Remember when Donald Trump won the 2016 election and his supporters called Hillary Clinton voters sore losers for their outrage and disgust? And then, when Trump lost the 2020 election his supporters threw a deadly temper tantrum, storming the U.S. Capitol?
And how Trump supporters called Democrats “snowflakes” for being upset by Trump’s open hostility to people of color and women, but are now demanding we stop teaching about slavery in schools because it hurts white kids’ feelings?
How about when Hillary Clinton’s emails were treated like the biggest scandal in history (they weren’t) by Trump and the mainstream media (shame on them forever for that) and now we’ve found out that Trump was basically using official documents as toilet paper?
Or how then Senate Majority Leader Mitch McConnell blocked a Supreme Court nominee by President Barack Obama claiming it was too close to the 2016 election, but fast tracked Trump’s nominee Amy Coney Barrett even closer to the 2020 election?
I don’t know, but I’m kind of seeing a pattern here. Like, maybe these people are not operating in good faith.
So much performative outrage, so little time.

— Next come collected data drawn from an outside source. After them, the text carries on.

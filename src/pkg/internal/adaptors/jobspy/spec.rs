use serde::{Deserialize, Deserializer};

/// One row as returned by the upstream search, before normalization.
#[derive(Debug, Clone, Default, PartialEq, Deserialize)]
pub struct RawJobRow {
    #[serde(default)]
    pub title: Option<String>,
    #[serde(default)]
    pub company: Option<String>,
    #[serde(default)]
    pub location: Option<String>,
    #[serde(default)]
    pub description: Option<String>,
    #[serde(default)]
    pub job_url: Option<String>,
    #[serde(default, deserialize_with = "deserialize_amount")]
    pub min_amount: Option<f64>,
    #[serde(default, deserialize_with = "deserialize_amount")]
    pub max_amount: Option<f64>,
    #[serde(default)]
    pub date_posted: Option<String>,
    #[serde(default)]
    pub site: Option<String>,
}

#[derive(Debug, Deserialize)]
#[serde(untagged)]
pub enum SearchJobsResponse {
    Wrapped { jobs: Vec<RawJobRow> },
    Bare(Vec<RawJobRow>),
}

impl SearchJobsResponse {
    pub fn into_rows(self) -> Vec<RawJobRow> {
        match self {
            SearchJobsResponse::Wrapped { jobs } => jobs,
            SearchJobsResponse::Bare(jobs) => jobs,
        }
    }
}

// amounts arrive as numbers, numeric strings, "nan" or null depending on the site
fn deserialize_amount<'de, D>(deserializer: D) -> core::result::Result<Option<f64>, D::Error>
where
    D: Deserializer<'de>,
{
    #[derive(Deserialize)]
    #[serde(untagged)]
    enum Amount {
        Number(f64),
        Text(String),
    }

    Ok(match Option::<Amount>::deserialize(deserializer)? {
        None => None,
        Some(Amount::Number(n)) => Some(n),
        Some(Amount::Text(s)) => s.trim().parse::<f64>().ok(),
    })
}

#[cfg(test)]
mod tests {
    use super::*;

    #[test]
    fn amounts_accept_numbers_strings_and_nan() {
        let rows: Vec<RawJobRow> = serde_json::from_str(
            r#"[
                {"title": "Psychiatrist", "min_amount": 250000.0, "max_amount": "310000"},
                {"title": "Psychiatrist", "min_amount": "NaN", "max_amount": null},
                {"title": "Psychiatrist"}
            ]"#,
        )
        .unwrap();
        assert_eq!(rows[0].min_amount, Some(250000.0));
        assert_eq!(rows[0].max_amount, Some(310000.0));
        assert!(rows[1].min_amount.unwrap().is_nan());
        assert_eq!(rows[1].max_amount, None);
        assert_eq!(rows[2].min_amount, None);
        assert_eq!(rows[2].company, None);
    }

    #[test]
    fn response_accepts_wrapped_and_bare_lists() {
        let wrapped: SearchJobsResponse =
            serde_json::from_str(r#"{"count": 1, "cached": false, "jobs": [{"site": "indeed"}]}"#)
                .unwrap();
        assert_eq!(wrapped.into_rows()[0].site.as_deref(), Some("indeed"));

        let bare: SearchJobsResponse = serde_json::from_str(r#"[{"site": "linkedin"}]"#).unwrap();
        assert_eq!(bare.into_rows()[0].site.as_deref(), Some("linkedin"));
    }
}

LGBTQ+ people are always a favorite punching bag in the so-called “culture wars” (which, I would like to point out, only one side is actually fighting. The anti-LGBTQ+ right is waging war on equality while LGBTQ+ people are not waging war against Christians, no matter how much Christians cry about being oppressed). So the continued push against LGBTQ+ people in schools should come as no surprise.
And yet, somehow it does. Or, not surprise, maybe, but dismay? It feels really awful to know that there are those who think that LGBTQ+ people pose a bigger threat to their children than, say, guns or COVID, two things that just don’t seem to matter much to the anti-LGBTQ+ right.
There’s a bill in Florida that would ban discussion of LGBTQ+ people or issues in the classroom and forcing school staff to out kids to their parents. And now there’s one in Tennessee. State Rep. Bruce Griffey has put forth legislation to make it illegal to “promote, normalize, support or address LGBT issues or lifestyle.” According to Advocate, such legislation has been proposed before and failed. Griffey first introduced his bill last year.
His rationale? Public schools won’t teach about Christianity, so they shouldn’t teach about LGBTQ+ issues, either.
“The State of Tennessee is not allowed to teach my daughters Christian values that I think are important and they should learn, so I teach those at home,” Griffey tells the AP. “So, if those are not part of the school curriculum, I don’t see how LGBTQ+ and other issues and social lifestyles should be part of the curriculum.”
It’s a simple matter of fairness, right? Except that LGBTQ+ is not a religion. Who wants to tell him?
I’m kidding. As if Griffey is open to a rational conversation on this topic or any other. This is a guy who called his colleagues “medical Nazis” for their support of vaccine mandates. So, yeah.
All progress faces backlash. And the pendulum between progressive and conservative swings back and forth, for better or worse. But we’ve swung so far to the right that the entire Republican Party supports overthrowing the government. So long as they get to be in power.
This isn’t normal.
In an email to Advocate, Chris Sanders, executive director of the Tennessee Equality Project writes, “The 2022 legislative session has brought the most discriminatory bills ever.”
And that’s saying something. Tennessee isn’t exactly known as a place that values LGBTQ+ liberation and acceptance, certainly not at the legislative level.
“Attacks on gender-affirming care, trans athletes, and LGBTQ+ materials in schools are themes that connect this year’s bills to previous sessions,” Sanders continues. “We also face new attacks on student pronouns with a bill allowing school personnel to disregard them, which is nothing short of state-sanctioned bullying. Given the number of bills that passed last year, we have to treat them all as if they could advance.”
In other words, we can’t just hope or assume that bills like this, no matter where they crop up, could very likely become law. In some places they already have. Elect people who recognize your humanity, damn it.